From Siege to Battle...

By lecudas, in Rules questions & answers

I have a rule question that I hope you can help me with (you seldom seem to disappoint!).

I Just played (and beat) Siege of Cair Andros last night, but ran into a bit of a dilemma. I had succeeded to clear two Battleground locations during the first quest stage. Last up was the Citadel as the active location. It already had 10 progress tokens on it when the question arose…

Me and my co-player committed characters to quest (it was Siege, so we used defense). During the staging step an enemy came out. After revealing enemies (but before resolving questing) there is an action window, so I used “Hands on the Bow” with Legolas, and destroyed the enemy. With Legolas’ ability I put two progress tokens on the active location - and had thus cleared all three Battleground locations.

This means that we beat the quest stage, and moved on to Quest stage 5a. Notice, we have not yet resolved questing.

Since we have cleared all the Battleground locations, the questing for stage 5 is no longer “Siege” but “Battle”… What happens? Do we resolve the questing using the same characters committed to the quest but adding up Attack instead of Defense? Do we not resolve the question and move into the battle phase?
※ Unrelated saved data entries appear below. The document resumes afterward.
//! Naming conventions used when rendering symbolic objects as ASCII or LaTeX.
//!
//! Decorations are plain data and can be (de)serialized, so that a customized naming
//! scheme can be stored alongside other configuration.
use serde::{Deserialize, Serialize};

/// The output format of a rendering.
#[derive(Debug, Copy, Clone, PartialEq, Eq, Hash)]
pub enum Format {
    Ascii,
    Latex,
}

#[derive(Debug, Clone, PartialEq, Eq, Serialize, Deserialize)]
pub struct DifferentialOperatorNames {
    pub value: String,
    pub gradient: String,
    pub symmetric_gradient: String,
    pub divergence: String,
    pub hessian: String,
    pub laplacian: String,
    pub third_derivative: String,
}

#[derive(Debug, Clone, PartialEq, Eq, Serialize, Deserialize)]
pub struct UnaryOperatorNames {
    pub negate: String,
    pub transpose: String,
    pub inverse: String,
    pub determinant: String,
    pub symmetrize: String,
    pub trace: String,
    pub norm: String,
    pub sqrt: String,
    pub exp: String,
    pub log: String,
    pub sin: String,
    pub cos: String,
}

#[derive(Debug, Clone, PartialEq, Eq, Serialize, Deserialize)]
pub struct BinaryOperatorNames {
    pub add: String,
    pub subtract: String,
    pub multiply: String,
    pub divide: String,
    pub outer_product: String,
    /// Contraction symbols indexed by the number of contracted indices.
    pub contractions: Vec<String>,
}

#[derive(Debug, Clone, PartialEq, Eq, Serialize, Deserialize)]
pub struct GeometryNames {
    pub position: String,
    pub normal: String,
    pub jacobian: String,
    pub volume: String,
    pub boundary: String,
    pub interface: String,
    pub infinitesimal_volume: String,
    pub infinitesimal_boundary: String,
    pub infinitesimal_interface: String,
}

/// The complete set of names for one output format.
#[derive(Debug, Clone, PartialEq, Eq, Serialize, Deserialize)]
pub struct SymbolicNames {
    pub solution_field: String,
    pub test_function: String,
    pub trial_solution: String,
    pub integral: String,
    pub differential_operators: DifferentialOperatorNames,
    pub unary_operators: UnaryOperatorNames,
    pub binary_operators: BinaryOperatorNames,
    pub geometry: GeometryNames,
}

impl SymbolicNames {
    pub fn default_ascii() -> Self {
        let s = String::from;
        Self {
            solution_field: s("U"),
            test_function: s("d"),
            trial_solution: s("D"),
            integral: s("#"),
            differential_operators: DifferentialOperatorNames {
                value: s(""),
                gradient: s("Grad"),
                symmetric_gradient: s("symm_Grad"),
                divergence: s("Div"),
                hessian: s("Hessian"),
                laplacian: s("Lap"),
                third_derivative: s("3rd_Derivative"),
            },
            unary_operators: UnaryOperatorNames {
                negate: s("-"),
                transpose: s("trans"),
                inverse: s("inv"),
                determinant: s("det"),
                symmetrize: s("symm"),
                trace: s("tr"),
                norm: s("norm"),
                sqrt: s("sqrt"),
                exp: s("exp"),
                log: s("log"),
                sin: s("sin"),
                cos: s("cos"),
            },
            binary_operators: BinaryOperatorNames {
                add: s("+"),
                subtract: s("-"),
                multiply: s("*"),
                divide: s("/"),
                outer_product: s("otimes"),
                contractions: vec![s("*"), s("."), s(":"), s(".:"), s("::")],
            },
            geometry: GeometryNames {
                position: s("X"),
                normal: s("N"),
                jacobian: s("J"),
                volume: s("V"),
                boundary: s("A"),
                interface: s("I"),
                infinitesimal_volume: s("dV"),
                infinitesimal_boundary: s("dA"),
                infinitesimal_interface: s("dI"),
            },
        }
    }

    pub fn default_latex() -> Self {
        let s = String::from;
        Self {
            solution_field: s("\\varphi"),
            test_function: s("\\delta"),
            trial_solution: s("\\Delta"),
            integral: s("\\int"),
            differential_operators: DifferentialOperatorNames {
                value: s(""),
                gradient: s("\\nabla"),
                symmetric_gradient: s("\\nabla^{S}"),
                divergence: s("\\nabla \\cdot"),
                hessian: s("\\nabla\\nabla"),
                laplacian: s("\\nabla^{2}"),
                third_derivative: s("\\nabla\\nabla\\nabla"),
            },
            unary_operators: UnaryOperatorNames {
                negate: s("-"),
                transpose: s("^{T}"),
                inverse: s("^{-1}"),
                determinant: s("\\det"),
                symmetrize: s("\\text{symm}"),
                trace: s("\\text{tr}"),
                norm: s("\\|"),
                sqrt: s("\\sqrt"),
                exp: s("\\exp"),
                log: s("\\ln"),
                sin: s("\\sin"),
                cos: s("\\cos"),
            },
            binary_operators: BinaryOperatorNames {
                add: s("+"),
                subtract: s("-"),
                multiply: s("\\,"),
                divide: s("\\frac"),
                outer_product: s("\\otimes"),
                contractions: vec![s("\\,"), s("\\cdot"), s(":"), s("\\vdots"), s("::")],
            },
            geometry: GeometryNames {
                position: s("\\mathbf{X}"),
                normal: s("\\mathbf{N}"),
                jacobian: s("\\mathbf{J}"),
                volume: s("\\Omega"),
                boundary: s("\\partial\\Omega"),
                interface: s("\\Gamma"),
                infinitesimal_volume: s("\\textrm{d}V"),
                infinitesimal_boundary: s("\\textrm{d}A"),
                infinitesimal_interface: s("\\textrm{d}I"),
            },
        }
    }

    /// The symbol for a contraction over `n` index pairs.
    ///
    /// Falls back to a generic symbol for contractions beyond the configured list.
    pub fn contraction(&self, n: usize) -> String {
        self.binary_operators
            .contractions
            .get(n)
            .cloned()
            .unwrap_or_else(|| format!("<{n}>"))
    }
}

/// Naming conventions for both output formats.
#[derive(Debug, Clone, PartialEq, Eq, Serialize, Deserialize)]
pub struct SymbolicDecorations {
    naming_ascii: SymbolicNames,
    naming_latex: SymbolicNames,
}

impl Default for SymbolicDecorations {
    fn default() -> Self {
        Self {
            naming_ascii: SymbolicNames::default_ascii(),
            naming_latex: SymbolicNames::default_latex(),
        }
    }
}

impl SymbolicDecorations {
    pub fn new(naming_ascii: SymbolicNames, naming_latex: SymbolicNames) -> Self {
        Self {
            naming_ascii,
            naming_latex,
        }
    }

    pub fn naming_ascii(&self) -> &SymbolicNames {
        &self.naming_ascii
    }

    pub fn naming_latex(&self) -> &SymbolicNames {
        &self.naming_latex
    }

    pub fn naming(&self, format: Format) -> &SymbolicNames {
        match format {
            Format::Ascii => &self.naming_ascii,
            Format::Latex => &self.naming_latex,
        }
    }

    /// Apply a prefix operator, e.g. `Grad(x)` or `\nabla\left(x\right)`.
    ///
    /// An empty operator name leaves the operand unchanged.
    pub fn decorate_with_operator(&self, format: Format, operator: &str, operand: &str) -> String {
        if operator.is_empty() {
            return operand.to_string();
        }
        match format {
            Format::Ascii => format!("{operator}({operand})"),
            Format::Latex => format!("{operator}\\left({operand}\\right)"),
        }
    }

    pub fn bracket(&self, format: Format, inner: &str) -> String {
        match format {
            Format::Ascii => format!("[{inner}]"),
            Format::Latex => format!("\\left[{inner}\\right]"),
        }
    }

    /// The symbol of a test function, trial solution or solution field, e.g. `d{u}`.
    pub fn space_symbol(&self, role_symbol: &str, field_symbol: &str) -> String {
        format!("{role_symbol}{{{field_symbol}}}")
    }
}

/// Objects that can be rendered in ASCII or LaTeX.
///
/// Rendering is pure: it depends only on the object and the decorations.
pub trait Render {
    fn render(&self, decorations: &SymbolicDecorations, format: Format) -> String;

    fn as_ascii(&self, decorations: &SymbolicDecorations) -> String {
        self.render(decorations, Format::Ascii)
    }

    fn as_latex(&self, decorations: &SymbolicDecorations) -> String {
        self.render(decorations, Format::Latex)
    }
}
What we did was the first alternative (which sucked, since we had committed characters with high defense and low attack score)… But what should we have done?

You played it correctly. If the keyword changes in the middle of the questing phase, you'll have to use the currently relevant stat when you complete that last and vital step of the quest phase (count up, compare, place tokens).

You could force a similar scenario by using the Trained for War tactics event card (if I am remembering the name correctly). It gives the current quest the Battle keyword, if it does not already have a keyword. You can play that card before or after staging, giving you flexibility to change your quest to Battle if you so desire.

Thanks Spleen! Glad to know I beat the scenario fair and square.